Assignment: Filter the records below, keeping only lines with the string "configuration".

───

// File: crates/grapher-core/src/config.rs
// Summary: Typed configuration mirroring the YAML layout (graph / data / output), with defaults and validation.
// Notes:
// - Every section is `#[serde(default)]`, so a sparse YAML file is valid.
// - Values that can be rejected in isolation (markers, line styles, formats,
//   graph type, empty source file) fail at parse time; checks that need the
//   whole config or the filesystem live in `Config::validate`.

use std::path::{Path, PathBuf};

use serde::{Deserialize, Serialize};
use serde_yaml::Value;

use crate::chart::{Fonts, ImageFormat, RenderOptions};
use crate::error::{GrapherError, Result};
use crate::series::SeriesType;
use crate::style::{LineStyle, Marker};
use crate::theme;
use crate::types::{pixel_size, MAX_PIXELS_PER_SIDE};
use crate::view::Limits;
use crate::yaml::YamlDocument;

#[derive(Clone, Debug, PartialEq, Serialize, Deserialize)]
#[serde(default)]
pub struct FontsConfig {
    pub title_size: f32,
    pub label_size: f32,
    pub legend_size: f32,
}

impl Default for FontsConfig {
    fn default() -> Self {
        Self { title_size: 16.0, label_size: 12.0, legend_size: 10.0 }
    }
}

impl From<&FontsConfig> for Fonts {
    fn from(f: &FontsConfig) -> Self {
        Fonts { title_size: f.title_size, label_size: f.label_size, legend_size: f.legend_size }
    }
}

#[derive(Clone, Debug, PartialEq, Serialize, Deserialize)]
#[serde(default)]
pub struct GridConfig {
    pub show: bool,
}

impl Default for GridConfig {
    fn default() -> Self { Self { show: true } }
}

/// Marker and dash cycling for series.
#[derive(Clone, Debug, PartialEq, Serialize, Deserialize)]
#[serde(try_from = "RawLineStyleConfig")]
pub struct LineStyleConfig {
    /// Empty means no markers.
    pub markers: Vec<Marker>,
    pub line_styles: Vec<LineStyle>,
    /// Cycle through every marker x line style combination.
    pub auto_cycle: bool,
    pub line_width: f32,
    pub marker_size: f32,
}

#[derive(Deserialize)]
#[serde(default)]
struct RawLineStyleConfig {
    markers: Vec<Marker>,
    line_styles: Vec<LineStyle>,
    auto_cycle: bool,
    line_width: f32,
    marker_size: f32,
}

impl Default for RawLineStyleConfig {
    fn default() -> Self {
        let d = LineStyleConfig::default();
        Self {
            markers: d.markers,
            line_styles: d.line_styles,
            auto_cycle: d.auto_cycle,
            line_width: d.line_width,
            marker_size: d.marker_size,
        }
    }
}

impl TryFrom<RawLineStyleConfig> for LineStyleConfig {
    type Error = String;
    fn try_from(r: RawLineStyleConfig) -> std::result::Result<Self, Self::Error> {
        LineStyleConfig::new(r.markers, r.line_styles, r.auto_cycle, r.line_width, r.marker_size)
    }
}

impl Default for LineStyleConfig {
    fn default() -> Self {
        Self {
            markers: Vec::new(),
            line_styles: vec![LineStyle::Solid],
            auto_cycle: true,
            line_width: 2.0,
            marker_size: 6.0,
        }
    }
}

impl LineStyleConfig {
    pub fn new(
        markers: Vec<Marker>,
        line_styles: Vec<LineStyle>,
        auto_cycle: bool,
        line_width: f32,
        marker_size: f32,
    ) -> std::result::Result<Self, String> {
        if !positive_finite(line_width) {
            return Err(format!("Line width must be a positive number, got {line_width}"));
        }
        if !positive_finite(marker_size) {
            return Err(format!("Marker size must be a positive number, got {marker_size}"));
        }
        Ok(Self { markers, line_styles, auto_cycle, line_width, marker_size })
    }

    /// Marker and line style for the series at `index` on a line chart.
    pub fn line_cycle(&self, index: usize) -> (Option<Marker>, Option<LineStyle>) {
        if self.auto_cycle {
            if self.markers.is_empty() {
                let style = cycle(&self.line_styles, index).unwrap_or(LineStyle::Solid);
                return (None, Some(style));
            }
            let styles: &[LineStyle] = if self.line_styles.is_empty() { &[LineStyle::Solid] } else { &self.line_styles };
            // marker-major product: (m0, s0), (m0, s1), ..., (m1, s0), ...
            let k = index % (self.markers.len() * styles.len());
            return (Some(self.markers[k / styles.len()]), Some(styles[k % styles.len()]));
        }
        let marker = cycle(&self.markers, index);
        let style = cycle(&self.line_styles, index).unwrap_or(LineStyle::Solid);
        (marker, Some(style))
    }

    /// Marker for the series at `index` on a scatter chart; circles by default.
    pub fn scatter_marker(&self, index: usize) -> Marker {
        cycle(&self.markers, index).unwrap_or(Marker::Circle)
    }
}

fn positive_finite(v: f32) -> bool {
    v.is_finite() && v > 0.0
}

fn cycle<T: Copy>(items: &[T], index: usize) -> Option<T> {
    if items.is_empty() { None } else { Some(items[index % items.len()]) }
}

#[derive(Clone, Debug, PartialEq, Serialize, Deserialize)]
#[serde(default)]
pub struct StyleConfig {
    /// Figure width in inches.
    pub width: f32,
    /// Figure height in inches.
    pub height: f32,
    /// Color scheme name, see [`theme::names`].
    pub theme: String,
    pub fonts: FontsConfig,
    pub grid: GridConfig,
    pub line_style: LineStyleConfig,
}

impl Default for StyleConfig {
    fn default() -> Self {
        Self {
            width: 10.0,
            height: 10.0,
            theme: "light".to_string(),
            fonts: FontsConfig::default(),
            grid: GridConfig::default(),
            line_style: LineStyleConfig::default(),
        }
    }
}

#[derive(Clone, Debug, Default, PartialEq, Serialize, Deserialize)]
#[serde(default)]
pub struct AxisConfig {
    pub label: String,
    pub min: Option<f64>,
    pub max: Option<f64>,
}

#[derive(Clone, Debug, Default, PartialEq, Serialize, Deserialize)]
#[serde(default)]
pub struct GraphConfig {
    pub title: String,
    #[serde(rename = "type")]
    pub chart_type: SeriesType,
    pub x_axis: AxisConfig,
    pub y_axis: AxisConfig,
    pub style: StyleConfig,
}

/// One CSV file to plot.
#[derive(Clone, Debug, PartialEq, Serialize, Deserialize)]
#[serde(try_from = "RawDataSource")]
pub struct DataSource {
    pub file: String,
    pub label: String,
    #[serde(skip_serializing_if = "Option::is_none")]
    pub color: Option<String>,
}

#[derive(Deserialize)]
struct RawDataSource {
    #[serde(default)]
    file: String,
    #[serde(default)]
    label: Option<String>,
    #[serde(default)]
    color: Option<String>,
}

impl TryFrom<RawDataSource> for DataSource {
    type Error = String;
    fn try_from(r: RawDataSource) -> std::result::Result<Self, Self::Error> {
        let mut source = DataSource::new(r.file, r.label)?;
        source.color = r.color;
        Ok(source)
    }
}

impl DataSource {
    /// `label` falls back to the file stem when missing or empty.
    pub fn new(file: impl Into<String>, label: Option<String>) -> std::result::Result<Self, String> {
        let file = file.into();
        if file.trim().is_empty() {
            return Err("Data source 'file' is required".to_string());
        }
        let label = label
            .filter(|l| !l.is_empty())
            .unwrap_or_else(|| file_stem(&file));
        Ok(Self { file, label, color: None })
    }

    pub fn with_color(mut self, color: impl Into<String>) -> Self {
        self.color = Some(color.into());
        self
    }

    pub fn path(&self) -> &Path {
        Path::new(&self.file)
    }
}

fn file_stem(file: &str) -> String {
    Path::new(file)
        .file_stem()
        .map(|s| s.to_string_lossy().into_owned())
        .unwrap_or_else(|| file.to_string())
}

#[derive(Clone, Debug, Default, PartialEq, Serialize, Deserialize)]
#[serde(default)]
pub struct DataConfig {
    pub sources: Vec<DataSource>,
}

impl DataConfig {
    pub fn add_source(&mut self, file: impl Into<String>, label: Option<String>) -> Result<()> {
        let source = DataSource::new(file, label).map_err(|e| GrapherError::InvalidConfig(vec![e]))?;
        self.sources.push(source);
        Ok(())
    }
}

#[derive(Clone, Debug, PartialEq, Serialize, Deserialize)]
#[serde(default)]
pub struct OutputConfig {
    pub format: ImageFormat,
    pub dpi: u32,
    pub save_path: String,
}

impl Default for OutputConfig {
    fn default() -> Self {
        Self {
            format: ImageFormat::Png,
            dpi: 300,
            save_path: "./output/graph.png".to_string(),
        }
    }
}

impl OutputConfig {
    pub fn path(&self) -> PathBuf {
        PathBuf::from(&self.save_path)
    }

    /// A recognised `save_path` extension decides the encoding; otherwise `format` does.
    pub fn resolved_format(&self) -> ImageFormat {
        self.path()
            .extension()
            .and_then(|e| e.to_str())
            .and_then(ImageFormat::from_extension)
            .unwrap_or(self.format)
    }
}

/// Top-level configuration, one per invocation.
#[derive(Clone, Debug, Default, PartialEq, Serialize, Deserialize)]
#[serde(default)]
pub struct Config {
    pub graph: GraphConfig,
    pub data: DataConfig,
    pub output: OutputConfig,
}

impl Config {
    pub fn from_yaml_file(path: impl AsRef<Path>) -> Result<Self> {
        let path = path.as_ref();
        let doc = YamlDocument::load_file(path)?;
        Self::from_value_with_origin(doc.into_value(), &format!("file {}", path.display()))
    }

    pub fn from_yaml_str(text: &str) -> Result<Self> {
        let doc = YamlDocument::load_str(text)?;
        Self::from_value_with_origin(doc.into_value(), "string")
    }

    pub fn from_value(value: Value) -> Result<Self> {
        Self::from_value_with_origin(value, "value")
    }

    fn from_value_with_origin(value: Value, origin: &str) -> Result<Self> {
        serde_yaml::from_value(value).map_err(|source| GrapherError::Yaml { origin: origin.to_string(), source })
    }

    pub fn to_value(&self) -> Result<Value> {
        serde_yaml::to_value(self).map_err(|source| GrapherError::Yaml { origin: "config".to_string(), source })
    }

    pub fn to_yaml_string(&self) -> Result<String> {
        serde_yaml::to_string(self).map_err(|source| GrapherError::Yaml { origin: "config".to_string(), source })
    }

    /// All problems found, in a stable order; empty when the config is usable.
    pub fn validate(&self) -> Vec<String> {
        let mut errors = Vec::new();
        let graph = &self.graph;
        let style = &graph.style;

        if graph.title.is_empty() {
            errors.push("Graph title is required".to_string());
        }

        for (name, axis) in [("x_axis", &graph.x_axis), ("y_axis", &graph.y_axis)] {
            for (end, value) in [("min", axis.min), ("max", axis.max)] {
                if value.is_some_and(|v| !v.is_finite()) {
                    errors.push(format!("{name}: {end} must be a finite number"));
                }
            }
            if let (Some(lo), Some(hi)) = (axis.min.filter(|v| v.is_finite()), axis.max.filter(|v| v.is_finite())) {
                if lo >= hi {
                    errors.push(format!("{name}: min ({lo}) must be less than max ({hi})"));
                }
            }
        }

        if !positive_finite(style.width) {
            errors.push("Figure width must be positive".to_string());
        }
        if !positive_finite(style.height) {
            errors.push("Figure height must be positive".to_string());
        }
        if self.output.dpi == 0 {
            errors.push("DPI must be positive".to_string());
        }
        if positive_finite(style.width) && positive_finite(style.height) && self.output.dpi > 0 && self.output.resolved_format().is_raster() {
            let (w, h) = pixel_size(style.width, style.height, self.output.dpi);
            if w > MAX_PIXELS_PER_SIDE || h > MAX_PIXELS_PER_SIDE {
                errors.push(format!(
                    "Output of {w}x{h} px exceeds the {MAX_PIXELS_PER_SIDE} px limit; lower dpi or figure size"
                ));
            }
        }

        let fonts = &style.fonts;
        for (name, size) in [
            ("title_size", fonts.title_size),
            ("label_size", fonts.label_size),
            ("legend_size", fonts.legend_size),
        ] {
            if !positive_finite(size) {
                errors.push(format!("Font {name} must be positive"));
            }
        }

        if theme::find(&style.theme).is_none() {
            errors.push(format!("Unknown theme '{}'. Available themes: {:?}", style.theme, theme::names()));
        }

        if self.data.sources.is_empty() {
            errors.push("At least one data source is required".to_string());
        }
        for (i, source) in self.data.sources.iter().enumerate() {
            if !source.path().exists() {
                errors.push(format!("Data source {i}: File '{}' does not exist", source.file));
            }
            if let Some(color) = &source.color {
                if let Err(e) = theme::parse_color(color) {
                    errors.push(format!("Data source {i}: {e}"));
                }
            }
        }

        let out = self.output.path();
        if let Some(parent) = out.parent().filter(|p| !p.as_os_str().is_empty()) {
            if parent.exists() && !parent.is_dir() {
                errors.push(format!("Cannot create output directory: '{}' is not a directory", parent.display()));
            }
        }
        if out.is_dir() {
            errors.push(format!("Output path '{}' is a directory", out.display()));
        }

        errors
    }

    pub fn is_valid(&self) -> bool {
        self.validate().is_empty()
    }

    /// `validate` as a `Result`, for callers that stop on the first bad config.
    pub fn ensure_valid(&self) -> Result<()> {
        let errors = self.validate();
        if errors.is_empty() { Ok(()) } else { Err(GrapherError::InvalidConfig(errors)) }
    }

    pub fn limits(&self) -> Limits {
        Limits {
            x_min: self.graph.x_axis.min,
            x_max: self.graph.x_axis.max,
            y_min: self.graph.y_axis.min,
            y_max: self.graph.y_axis.max,
        }
    }

    pub fn render_options(&self) -> RenderOptions {
        RenderOptions {
            width_in: self.graph.style.width,
            height_in: self.graph.style.height,
            dpi: self.output.dpi,
            draw_labels: true,
        }
    }
}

───

Task result:
// Summary: Typed configuration mirroring the YAML layout (graph / data / output), with defaults and validation.
/// Top-level configuration, one per invocation.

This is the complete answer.